* ABOUT THIS TASK
Please transcribe exactly the lines from the one containing "Transfer file attachments" through the end of the records below, both included, and nothing else.

* Source records
**********
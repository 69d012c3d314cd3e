//! HTTP client
//!
//! A thin wrapper over `reqwest` that handles:
//! - Resolving paths against the Kintone base URL
//! - Default and per-request headers
//! - JSON and multipart bodies
//! - Applying authentication headers
//!
//! Each call makes exactly one attempt; status handling is left to the caller.

use crate::auth::{Authenticator, Credentials};
use crate::error::Result;
use reqwest::multipart::Form;
use reqwest::{Client, Method, Response};
use serde_json::Value;
use std::collections::HashMap;
use std::time::Duration;
use tracing::debug;

/// Configuration for the HTTP client
#[derive(Debug, Clone)]
pub struct HttpClientConfig {
    /// Base URL for all requests
    pub base_url: Option<String>,
    /// Request timeout
    pub timeout: Duration,
    /// Default headers for all requests
    pub default_headers: HashMap<String, String>,
    /// User agent string
    pub user_agent: String,
}

impl Default for HttpClientConfig {
    fn default() -> Self {
        Self {
            base_url: None,
            timeout: Duration::from_secs(30),
            default_headers: HashMap::new(),
            user_agent: format!("kintone-sdk/{}", env!("CARGO_PKG_VERSION")),
        }
    }
}

impl HttpClientConfig {
    /// Create a new config builder
    pub fn builder() -> HttpClientConfigBuilder {
        HttpClientConfigBuilder::default()
    }
}

/// Builder for HTTP client config
#[derive(Default)]
pub struct HttpClientConfigBuilder {
    config: HttpClientConfig,
}

impl HttpClientConfigBuilder {
    /// Set the base URL
    pub fn base_url(mut self, url: impl Into<String>) -> Self {
        self.config.base_url = Some(url.into());
        self
    }

    /// Set the request timeout
    pub fn timeout(mut self, timeout: Duration) -> Self {
        self.config.timeout = timeout;
        self
    }

    /// Add a default header
    pub fn header(mut self, key: impl Into<String>, value: impl Into<String>) -> Self {
        self.config.default_headers.insert(key.into(), value.into());
        self
    }

    /// Set user agent
    pub fn user_agent(mut self, agent: impl Into<String>) -> Self {
        self.config.user_agent = agent.into();
        self
    }

    /// Build the config
    pub fn build(self) -> HttpClientConfig {
        self.config
    }
}

/// Request body
#[derive(Debug, Default)]
pub enum RequestBody {
    /// No body
    #[default]
    Empty,
    /// JSON body
    Json(Value),
    /// Multipart form body
    Multipart(Form),
}

/// Configuration for a single request
#[derive(Debug, Default)]
pub struct RequestConfig {
    /// Query parameters, in order (keys may repeat)
    pub query: Vec<(String, String)>,
    /// Request headers
    pub headers: HashMap<String, String>,
    /// Request body
    pub body: RequestBody,
    /// Override timeout for this request
    pub timeout: Option<Duration>,
}

impl RequestConfig {
    /// Create a new request config
    pub fn new() -> Self {
        Self::default()
    }

    /// Add a query parameter
    #[must_use]
    pub fn query(mut self, key: impl Into<String>, value: impl Into<String>) -> Self {
        self.query.push((key.into(), value.into()));
        self
    }

    /// Add a header
    #[must_use]
    pub fn header(mut self, key: impl Into<String>, value: impl Into<String>) -> Self {
        self.headers.insert(key.into(), value.into());
        self
    }

    /// Set JSON body
    #[must_use]
    pub fn json(mut self, body: Value) -> Self {
        self.body = RequestBody::Json(body);
        self
    }

    /// Set multipart body
    #[must_use]
    pub fn multipart(mut self, form: Form) -> Self {
        self.body = RequestBody::Multipart(form);
        self
    }

    /// Set timeout
    #[must_use]
    pub fn timeout(mut self, timeout: Duration) -> Self {
        self.timeout = Some(timeout);
        self
    }
}

/// HTTP client bound to one base URL and one set of credentials
pub struct HttpClient {
    client: Client,
    config: HttpClientConfig,
    authenticator: Option<Authenticator>,
}

impl HttpClient {
    /// Create a new HTTP client with custom configuration
    pub fn with_config(config: HttpClientConfig) -> Result<Self> {
        let client = Client::builder()
            .timeout(config.timeout)
            .user_agent(&config.user_agent)
            .build()?;

        Ok(Self {
            client,
            config,
            authenticator: None,
        })
    }

    /// Create a client with authentication
    pub fn with_auth(config: HttpClientConfig, credentials: &Credentials) -> Result<Self> {
        let mut client = Self::with_config(config)?;
        client.authenticator = Some(Authenticator::new(credentials)?);
        Ok(client)
    }

    /// Get the underlying reqwest client
    pub fn inner(&self) -> &Client {
        &self.client
    }

    /// Get the client configuration
    pub fn config(&self) -> &HttpClientConfig {
        &self.config
    }

    /// Make a GET request with config
    pub async fn get_with_config(&self, url: &str, config: RequestConfig) -> Result<Response> {
        self.request(Method::GET, url, config).await
    }

    /// Make a POST request
    pub async fn post(&self, url: &str, body: Value) -> Result<Response> {
        self.request(Method::POST, url, RequestConfig::default().json(body))
            .await
    }

    /// Make a POST request with config
    pub async fn post_with_config(&self, url: &str, config: RequestConfig) -> Result<Response> {
        self.request(Method::POST, url, config).await
    }

    /// Make a PUT request
    pub async fn put(&self, url: &str, body: Value) -> Result<Response> {
        self.request(Method::PUT, url, RequestConfig::default().json(body))
            .await
    }

    /// Make a DELETE request
    pub async fn delete(&self, url: &str, body: Value) -> Result<Response> {
        self.request(Method::DELETE, url, RequestConfig::default().json(body))
            .await
    }

    /// Make a generic request
    ///
    /// Transport failures become `Error::Http`; any HTTP status is returned
    /// as a response.
    pub async fn request(
        &self,
        method: Method,
        url: &str,
        config: RequestConfig,
    ) -> Result<Response> {
        let full_url = self.build_url(url);

        let mut req = self.client.request(method.clone(), &full_url);

        // Add default headers
        for (key, value) in &self.config.default_headers {
            req = req.header(key.as_str(), value.as_str());
        }

        // Add request-specific headers
        for (key, value) in &config.headers {
            req = req.header(key.as_str(), value.as_str());
        }

        // Add query parameters
        if !config.query.is_empty() {
            req = req.query(&config.query);
        }

        // Add body
        req = match config.body {
            RequestBody::Empty => req,
            RequestBody::Json(body) => req.json(&body),
            RequestBody::Multipart(form) => req.multipart(form),
        };

        if let Some(timeout) = config.timeout {
            req = req.timeout(timeout);
        }

        // Apply authentication
        if let Some(ref auth) = self.authenticator {
            req = auth.apply(req);
        }

        debug!("{} {}", method, full_url);
        let response = req.send().await?;
        debug!("{} {} -> {}", method, full_url, response.status().as_u16());
        Ok(response)
    }

    /// Build full URL from path
    pub fn build_url(&self, path: &str) -> String {
        if path.starts_with("http://") || path.starts_with("https://") {
            return path.to_string();
        }

        match &self.config.base_url {
            Some(base) => {
                let base = base.trim_end_matches('/');
                let path = path.trim_start_matches('/');
                format!("{base}/{path}")
            }
            None => path.to_string(),
        }
    }
}

impl std::fmt::Debug for HttpClient {
    fn fmt(&self, f: &mut std::fmt::Formatter<'_>) -> std::fmt::Result {
        f.debug_struct("HttpClient")
            .field("config", &self.config)
            .field("has_authenticator", &self.authenticator.is_some())
            .finish_non_exhaustive()
    }
}
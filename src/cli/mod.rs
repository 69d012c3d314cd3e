//! CLI module
//!
//! Command-line interface over `KintoneClient`. Connection settings come
//! from a config file, flags or `KINTONE_*` environment variables.
//!
//! # Commands
//!
//! - `form` / `fields` - Show app metadata
//! - `get` / `records` - Fetch one record or a paginated set
//! - `add` / `add-many` - Create records
//! - `update` / `update-many` - Update records by id or update key
//! - `delete` - Delete records by id
//! - `upload` / `download` - Transfer file attachments

mod commands;
mod runner;

pub use commands::{Cli, Commands, OutputFormat};
pub use runner::Runner;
**********
* RESPONSE
//! - `upload` / `download` - Transfer file attachments

mod commands;
mod runner;

pub use commands::{Cli, Commands, OutputFormat};
pub use runner::Runner;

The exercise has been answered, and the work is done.